The uperf profile to simulate an application transitioning from app-limited into bulk transfer mode.

Evolution of cwnd - 2nd flow starts at +12sec before this patch, using cc_cubic

Evolution of cwnd - 2nd flow starts at +12sec, after this pacht, using cc_cubic

from the transport call:

o) make similar change to RACK stack also
o) add a sysctl to disable any code change related NewCVW

  • adding new sysctl to control NewCWV related behavior, disabled by default. extend man page
cc requested changes to this revision.Oct 25 2019, 2:47 PM
cc added inline comments.
share/man/man4/tcp.4
545

Do you mean "self-inflicted"?

sys/netinet/tcp_input.c
305–308

Can save some parentheses like this:

if ((!V_tcp_do_newcwv && tp->snd_cwnd <= tp->snd_wnd) ||
    (V_tcp_do_newcwv && tp->snd_cwnd <= tp->snd_wnd &&
     tp->snd_cwnd < tcp_compute_pipe(tp) * 2))
This revision now requires changes to proceed.Oct 25 2019, 2:47 PM
  • minor typo in man
  • add sysctl variable properly
  • bump man page timestamp

Should be ready to land now.

sys/netinet/tcp_input.c
305–308

leaving the brackets aroung the arithmetic evaluations to be clear about evaluation ordering, while removing other superfluous brackets here.

cc added inline comments.
sys/netinet/tcp_input.c
307

Need one more space of indent on the third line to indicate the third line is part of the second condition:

(V_tcp_do_newcwv && (tp->snd_cwnd <= tp->snd_wnd) &&
(tp->snd_cwnd < (tcp_compute_pipe(tp) * 2)))) <== add one more space

  • add single 3rd level indentation space to long if clause
sys/netinet/tcp_input.c
307

FBSD style guide states, to use only tab (8 space) first level indentation, and to break up any lengthy single line statement with 4 space 2nd level indentation.

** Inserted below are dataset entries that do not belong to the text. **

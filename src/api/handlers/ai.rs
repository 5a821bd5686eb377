use axum::{Json, extract::State, response::IntoResponse};
use base64::{Engine as _, engine::general_purpose};
use crate::api::dtos::requests::{ParseEmailRequest, ScanDocumentRequest};
use crate::domain::ports::ImagePart;
use crate::error::AppError;
use crate::state::AppState;
use std::sync::Arc;
use tracing::info;

fn scan_prompt(document_type: &str) -> Result<String, AppError> {
    let fields = match document_type {
        "id" => "name, idType, idNumber, dob, gender, address, city, state, pinCode, nationality",
        "passport" => "name, passportNumber, nationality, dob, gender, passportPlaceIssue, passportIssueDate, passportExpiry",
        "visa" => "visaNumber, visaType, visaPlaceIssue, visaIssueDate, visaExpiry",
        _ => return Err(AppError::Validation("Unknown document type".into())),
    };
    Ok(format!(
        "Extract the following fields from the attached identity document image: {}.\n\
         Respond with a single JSON object using exactly those keys. Use null for \
         anything that is not legible. Dates must be YYYY-MM-DD.",
        fields
    ))
}

/// OCR over a scanned identity document via the vision model. The result is
/// a guest-details fragment the front desk reviews before applying.
pub async fn scan_document(
    State(state): State<Arc<AppState>>,
    Json(payload): Json<ScanDocumentRequest>,
) -> Result<impl IntoResponse, AppError> {
    let api_key = state
        .config
        .ai_api_key
        .clone()
        .ok_or(AppError::Configuration("GEMINI_API_KEY".into()))?;

    if general_purpose::STANDARD.decode(payload.image_base64.as_bytes()).is_err() {
        return Err(AppError::Validation("Image payload is not valid base64".into()));
    }

    let prompt = scan_prompt(&payload.document_type)?;
    let image = ImagePart {
        mime_type: payload.mime_type.unwrap_or_else(|| "image/jpeg".to_string()),
        data_base64: payload.image_base64,
    };

    let extracted = state
        .vision_service
        .extract_json(&api_key, &prompt, Some(&image))
        .await?;
    info!("Extracted {} document fields", payload.document_type);
    Ok(Json(extracted))
}

/// Turns an inbound reservation e-mail (typically an OTA notification) into
/// a booking draft.
pub async fn parse_email(
    State(state): State<Arc<AppState>>,
    Json(payload): Json<ParseEmailRequest>,
) -> Result<impl IntoResponse, AppError> {
    let api_key = state
        .config
        .ai_api_key
        .clone()
        .ok_or(AppError::Configuration("GEMINI_API_KEY".into()))?;

    let prompt = format!(
        "Below is a reservation e-mail received by a hotel. Extract the booking \
         details and respond with a single JSON object with keys: guestName, \
         phoneNumber, email, checkIn, checkOut, roomType, pax, source, amount, \
         specialRequests. Use null for missing values; dates must be YYYY-MM-DD; \
         source must be one of Direct, MMT, Booking.com, Expedia.\n\n\
         Subject: {}\n\n{}",
        payload.subject.as_deref().unwrap_or(""),
        payload.body
    );

    let extracted = state.vision_service.extract_json(&api_key, &prompt, None).await?;
    info!("Parsed inbound reservation e-mail");
    Ok(Json(extracted))
}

However, there is precedent to this, e.g. tcp_input.c:1635, 1835, 1853, 2371 and more (and couple ~1/3 few instances, where 2nd level indentation was done with one superfluous space).

Since IMHO this does improve readability, will add this space.

rrs requested changes to this revision.Nov 21 2019, 8:14 PM
rrs added a subscriber: rrs.

You cannot use tcp_compute_pipe() with rack. It does not use
the same variables as the default stack. Instead you must use the
ctf_flight_size() function to get whats in flight.

Please see other instances in rack for proper use of the function.

This revision now requires changes to proceed.Nov 21 2019, 8:14 PM
  • using ctf_flight_size instead of tcp_compute_pipe in rack
This revision is now accepted and ready to land.Nov 22 2019, 11:29 AM
tuexen added inline comments.
share/man/man4/tcp.4
549

The documentation of rfc6675_pipe is not related to this change. I committed it separately in r355268.